- _What the task asks_
Your output should be the lines of the entries below, exactly, from the first one through the line that holds "let inbound = app_port(app, &config.inbound_port)?;".

-------------------------

use super::converters::{
    app_port, config_from_js, js_to_persisted, persisted_to_js, port_method, to_js_error,
};
use crate::adapters::logger;
use crate::config::BridgeConfig;
use crate::domain::bridge::error::BridgeError;
use crate::domain::bridge::subscription::StoreChannel;
use crate::domain::bridge::sync::SyncBridge;
use crate::domain::bridge::types::PersistedValue;
use crate::global::js_error_message;
use crate::measure::set_debug_mode;
use crate::platform::Platform;
use crate::ports::ApplicationPort;
use js_sys::Function;
use std::cell::Cell;
use std::rc::Rc;
use wasm_bindgen::prelude::*;

/// A JavaScript application exposing `ports` objects: an outbound port with
/// `subscribe`/`unsubscribe` and an inbound port with `send`.
struct JsApplication {
    store_cache: StoreChannel,
    outbound: JsValue,
    callback: Closure<dyn FnMut(JsValue)>,
    inbound: JsValue,
    send: Function,
    error_port: Option<(JsValue, Function)>,
    connected: Cell<bool>,
}

impl JsApplication {
    fn connect(app: &JsValue, config: &BridgeConfig) -> Result<Self, BridgeError> {
        let outbound = app_port(app, &config.outbound_port)?;
        let subscribe = port_method(&outbound, &["subscribe"]).ok_or_else(|| {
            BridgeError::listener_registration(format!(
                "Port '{}' has no subscribe function",
                config.outbound_port
            ))
        })?;

        let inbound = app_port(app, &config.inbound_port)?;
        let send = port_method(&inbound, &["send", "sendMessage"]).ok_or_else(|| {
            BridgeError::listener_registration(format!(
                "Port '{}' has no send function",
                config.inbound_port
            ))
        })?;

        let error_port = config.error_port.as_deref().and_then(|name| {
            let port = app_port(app, name).ok()?;
            let send = port_method(&port, &["send", "sendMessage"])?;
            Some((port, send))
        });

        let store_cache = StoreChannel::new();
        let channel = store_cache.clone();
        let callback = Closure::wrap(Box::new(move |value: JsValue| {
            match js_to_persisted(&value) {
                Ok(value) => channel.emit(&value),
                Err(e) => logger().error(&format!("Dropping unserializable store value: {e}")),
            }
        }) as Box<dyn FnMut(JsValue)>);

        subscribe
            .call1(&outbound, callback.as_ref())
            .map_err(|e| BridgeError::listener_registration(js_error_message(&e)))?;

        Ok(Self {
            store_cache,
            outbound,
            callback,
            inbound,
            send,
            error_port,
            connected: Cell::new(true),
        })
    }

    fn disconnect(&self) {
        if !self.connected.replace(false) {
            return;
        }
        if let Some(unsubscribe) = port_method(&self.outbound, &["unsubscribe"]) {
            if let Err(e) = unsubscribe.call1(&self.outbound, self.callback.as_ref()) {
                logger().warn(&format!(
                    "Failed to unsubscribe from application port: {}",
                    js_error_message(&e)
                ));
            }
        }
    }
}

impl Drop for JsApplication {
    fn drop(&mut self) {
        self.disconnect();
    }
}

impl ApplicationPort for JsApplication {
    fn store_cache(&self) -> &StoreChannel {
        &self.store_cache
    }

    fn notify_store_change(&self, value: Option<PersistedValue>) {
        if let Err(e) = self.send.call1(&self.inbound, &persisted_to_js(value.as_ref())) {
            logger().error(&format!(
                "Application rejected store change: {}",
                js_error_message(&e)
            ));
        }
    }

    fn persistence_unavailable(&self, error: &BridgeError) {
        if let Some((port, send)) = &self.error_port {
            if let Err(e) = send.call1(port, &JsValue::from_str(&error.to_string())) {
                logger().error(&format!(
                    "Application rejected persistence error: {}",
                    js_error_message(&e)
                ));
            }
        }
    }
}

/// JavaScript entry point wiring an application to `localStorage`.
///
/// ```js
/// const bridge = new StoreBridge({ storageKey: "store" });
/// const app = Elm.Main.init({ flags: bridge.flags() });
/// bridge.attach(app);
/// ```
#[wasm_bindgen]
pub struct StoreBridge {
    config: BridgeConfig,
    bridge: SyncBridge,
    app: Option<Rc<JsApplication>>,
}

#[wasm_bindgen]
impl StoreBridge {
    #[wasm_bindgen(constructor)]
    pub fn new(config: JsValue) -> Result<StoreBridge, JsValue> {
        let config = config_from_js(config)?;
        if config.debug {
            set_debug_mode(true);
        }
        let key = config.storage_key()?;
        let bridge = SyncBridge::new(Platform::from_config(&config), key);

        Ok(StoreBridge {
            config,
            bridge,
            app: None,
        })
    }

    /// Reads the persisted value once, returning a string or `null`.
    pub fn flags(&mut self) -> Result<JsValue, JsValue> {
        let flags = self.bridge.bootstrap()?;
        Ok(persisted_to_js(flags.as_ref()))
    }

    /// Connects to the application's ports and starts relaying.
    pub fn attach(&mut self, app: JsValue) -> Result<(), JsValue> {
        let app = Rc::new(JsApplication::connect(&app, &self.config).map_err(to_js_error)?);
        self.bridge.attach(app.clone())?;
        self.app = Some(app);
        Ok(())
    }

    /// Stops relaying in both directions.
    pub fn detach(&mut self) {
        self.bridge.detach();
        if let Some(app) = self.app.take() {
            app.disconnect();
        }
    }

    #[wasm_bindgen(getter)]
    pub fn state(&self) -> String {
        self.bridge.state().name().to_string()
    }

    #[wasm_bindgen(getter, js_name = storageKey)]
    pub fn storage_key(&self) -> String {
        self.bridge.key().to_string()
    }
}
use crate::ports::LoggerPort;
use wasm_bindgen::prelude::*;

const PREFIX: &str = "[tabsync]";

#[wasm_bindgen]
extern "C" {
    #[wasm_bindgen(js_namespace = console)]
    fn log(s: &str);

    #[wasm_bindgen(js_namespace = console)]
    fn time(s: &str);

    #[wasm_bindgen(js_namespace = console, js_name = timeEnd)]
    fn time_end(s: &str);

    #[wasm_bindgen(js_namespace = console)]
    fn error(s: &str);

    #[wasm_bindgen(js_namespace = console)]
    fn warn(s: &str);
}

#[derive(Debug, Clone, Copy, Default)]
pub struct ConsoleLogger;

impl ConsoleLogger {
    pub fn new() -> Self {
        Self
    }
}

impl LoggerPort for ConsoleLogger {
    fn log(&self, message: &str) {
        log(&format!("{PREFIX} {message}"));
    }

    fn error(&self, message: &str) {
        error(&format!("{PREFIX} {message}"));
    }

    fn warn(&self, message: &str) {
        warn(&format!("{PREFIX} {message}"));
    }

    fn time(&self, label: &str) {
        time(label);
    }

    fn time_end(&self, label: &str) {
        time_end(label);
    }
}
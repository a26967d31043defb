use super::error::BridgeError;
use serde::de::DeserializeOwned;
use serde::{Deserialize, Serialize};
use std::fmt;

pub const DEFAULT_STORAGE_KEY: &str = "store";

/// Name of the single persisted slot shared by every context of an origin.
#[derive(Debug, Clone, PartialEq, Eq, Hash, Serialize, Deserialize)]
#[serde(try_from = "String", into = "String")]
pub struct StorageKey(String);

impl StorageKey {
    pub fn new(key: impl Into<String>) -> Result<Self, BridgeError> {
        let key = key.into();
        if key.trim().is_empty() {
            return Err(BridgeError::InvalidStorageKey(
                "Storage key cannot be empty or whitespace only".to_string(),
            ));
        }
        Ok(Self(key))
    }

    pub fn as_str(&self) -> &str {
        &self.0
    }
}

impl Default for StorageKey {
    fn default() -> Self {
        Self(DEFAULT_STORAGE_KEY.to_string())
    }
}

impl fmt::Display for StorageKey {
    fn fmt(&self, f: &mut fmt::Formatter<'_>) -> fmt::Result {
        f.write_str(&self.0)
    }
}

impl TryFrom<String> for StorageKey {
    type Error = BridgeError;

    fn try_from(value: String) -> Result<Self, Self::Error> {
        Self::new(value)
    }
}

impl From<StorageKey> for String {
    fn from(key: StorageKey) -> Self {
        key.0
    }
}

/// Opaque serialized application state. The bridge never inspects it.
#[derive(Debug, Clone, PartialEq, Eq, Hash, Serialize, Deserialize)]
#[serde(transparent)]
pub struct PersistedValue(String);

impl PersistedValue {
    pub fn new(raw: impl Into<String>) -> Self {
        Self(raw.into())
    }

    /// Serializes `value` to JSON.
    pub fn encode<T: Serialize + ?Sized>(value: &T) -> Result<Self, BridgeError> {
        serde_json::to_string(value)
            .map(Self)
            .map_err(|e| BridgeError::serialization_error(e.to_string()))
    }

    pub fn decode<T: DeserializeOwned>(&self) -> Result<T, BridgeError> {
        serde_json::from_str(&self.0).map_err(|e| BridgeError::serialization_error(e.to_string()))
    }

    pub fn as_str(&self) -> &str {
        &self.0
    }

    pub fn into_inner(self) -> String {
        self.0
    }

    pub fn len(&self) -> usize {
        self.0.len()
    }

    pub fn is_empty(&self) -> bool {
        self.0.is_empty()
    }
}

impl From<String> for PersistedValue {
    fn from(raw: String) -> Self {
        Self(raw)
    }
}

impl From<&str> for PersistedValue {
    fn from(raw: &str) -> Self {
        Self(raw.to_string())
    }
}

impl fmt::Display for PersistedValue {
    fn fmt(&self, f: &mut fmt::Formatter<'_>) -> fmt::Result {
        f.write_str(&self.0)
    }
}

/// Storage partition a change notification originated from.
#[derive(Debug, Clone, Copy, PartialEq, Eq, Serialize, Deserialize)]
#[serde(rename_all = "camelCase")]
pub enum StorageArea {
    /// Persistent area shared by every context of the origin.
    Local,
    /// Context-local area.
    Session,
    Other,
}

/// A change raised by the platform when another context modified storage.
#[derive(Debug, Clone, PartialEq, Eq)]
pub struct StorageChange {
    pub area: StorageArea,
    /// `None` when the whole area was cleared.
    pub key: Option<String>,
    pub new_value: Option<PersistedValue>,
}

impl StorageChange {
    pub fn new(area: StorageArea, key: Option<&str>, new_value: Option<PersistedValue>) -> Self {
        Self {
            area,
            key: key.map(str::to_string),
            new_value,
        }
    }

    /// True when the change targets `key` in the shared persistent area.
    pub fn concerns(&self, key: &StorageKey) -> bool {
        self.area == StorageArea::Local && self.key.as_deref() == Some(key.as_str())
    }
}

#[derive(Debug, Clone, Copy, PartialEq, Eq, Serialize)]
pub enum BridgeState {
    Uninitialized,
    Bootstrapping,
    Active,
    /// Terminal: both paths were torn down by `detach`.
    Detached,
}

impl BridgeState {
    pub fn name(&self) -> &'static str {
        match self {
            BridgeState::Uninitialized => "Uninitialized",
            BridgeState::Bootstrapping => "Bootstrapping",
            BridgeState::Active => "Active",
            BridgeState::Detached => "Detached",
        }
    }
}
use crate::ports::clock::ClockPort;
use std::time::{SystemTime, UNIX_EPOCH};

#[derive(Clone, Copy, Default)]
pub struct Clock;

impl Clock {
    pub fn new() -> Self {
        Self
    }
}

impl ClockPort for Clock {
    fn now(&self) -> f64 {
        SystemTime::now()
            .duration_since(UNIX_EPOCH)
            .map(|elapsed| elapsed.as_secs_f64() * 1000.0)
            .unwrap_or(0.0)
    }

    fn is_available(&self) -> bool {
        true
    }
}
use crate::domain::bridge::error::BridgeError;
use wasm_bindgen::prelude::*;
use wasm_bindgen::JsCast;
use web_sys::{Storage, Window};

/// The page's window. Storage events and `localStorage` only exist there, not
/// in worker scopes.
pub fn window() -> Result<Window, BridgeError> {
    js_sys::global()
        .dyn_into::<Window>()
        .map_err(|_| BridgeError::storage_unavailable("No Window in this global scope"))
}

pub fn local_storage() -> Result<Storage, BridgeError> {
    window()?
        .local_storage()
        .map_err(|e| BridgeError::storage_unavailable(js_error_message(&e)))?
        .ok_or_else(|| BridgeError::storage_unavailable("localStorage is not available"))
}

pub fn session_storage() -> Option<Storage> {
    window().ok()?.session_storage().ok().flatten()
}

/// Best-effort text of a thrown JavaScript value (string, `Error` or
/// `DOMException`).
pub fn js_error_message(err: &JsValue) -> String {
    err.as_string()
        .or_else(|| {
            err.dyn_ref::<js_sys::Error>()
                .map(|e| format!("{}: {}", String::from(e.name()), String::from(e.message())))
        })
        .unwrap_or_else(|| "Unknown JavaScript error".to_string())
}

-------------------------

- _Response area_
use super::converters::{
    app_port, config_from_js, js_to_persisted, persisted_to_js, port_method, to_js_error,
};
use crate::adapters::logger;
use crate::config::BridgeConfig;
use crate::domain::bridge::error::BridgeError;
use crate::domain::bridge::subscription::StoreChannel;
use crate::domain::bridge::sync::SyncBridge;
use crate::domain::bridge::types::PersistedValue;
use crate::global::js_error_message;
use crate::measure::set_debug_mode;
use crate::platform::Platform;
use crate::ports::ApplicationPort;
use js_sys::Function;
use std::cell::Cell;
use std::rc::Rc;
use wasm_bindgen::prelude::*;

/// A JavaScript application exposing `ports` objects: an outbound port with
/// `subscribe`/`unsubscribe` and an inbound port with `send`.
struct JsApplication {
    store_cache: StoreChannel,
    outbound: JsValue,
    callback: Closure<dyn FnMut(JsValue)>,
    inbound: JsValue,
    send: Function,
    error_port: Option<(JsValue, Function)>,
    connected: Cell<bool>,
}

impl JsApplication {
    fn connect(app: &JsValue, config: &BridgeConfig) -> Result<Self, BridgeError> {
        let outbound = app_port(app, &config.outbound_port)?;
        let subscribe = port_method(&outbound, &["subscribe"]).ok_or_else(|| {
            BridgeError::listener_registration(format!(
                "Port '{}' has no subscribe function",
                config.outbound_port
            ))
        })?;

        let inbound = app_port(app, &config.inbound_port)?;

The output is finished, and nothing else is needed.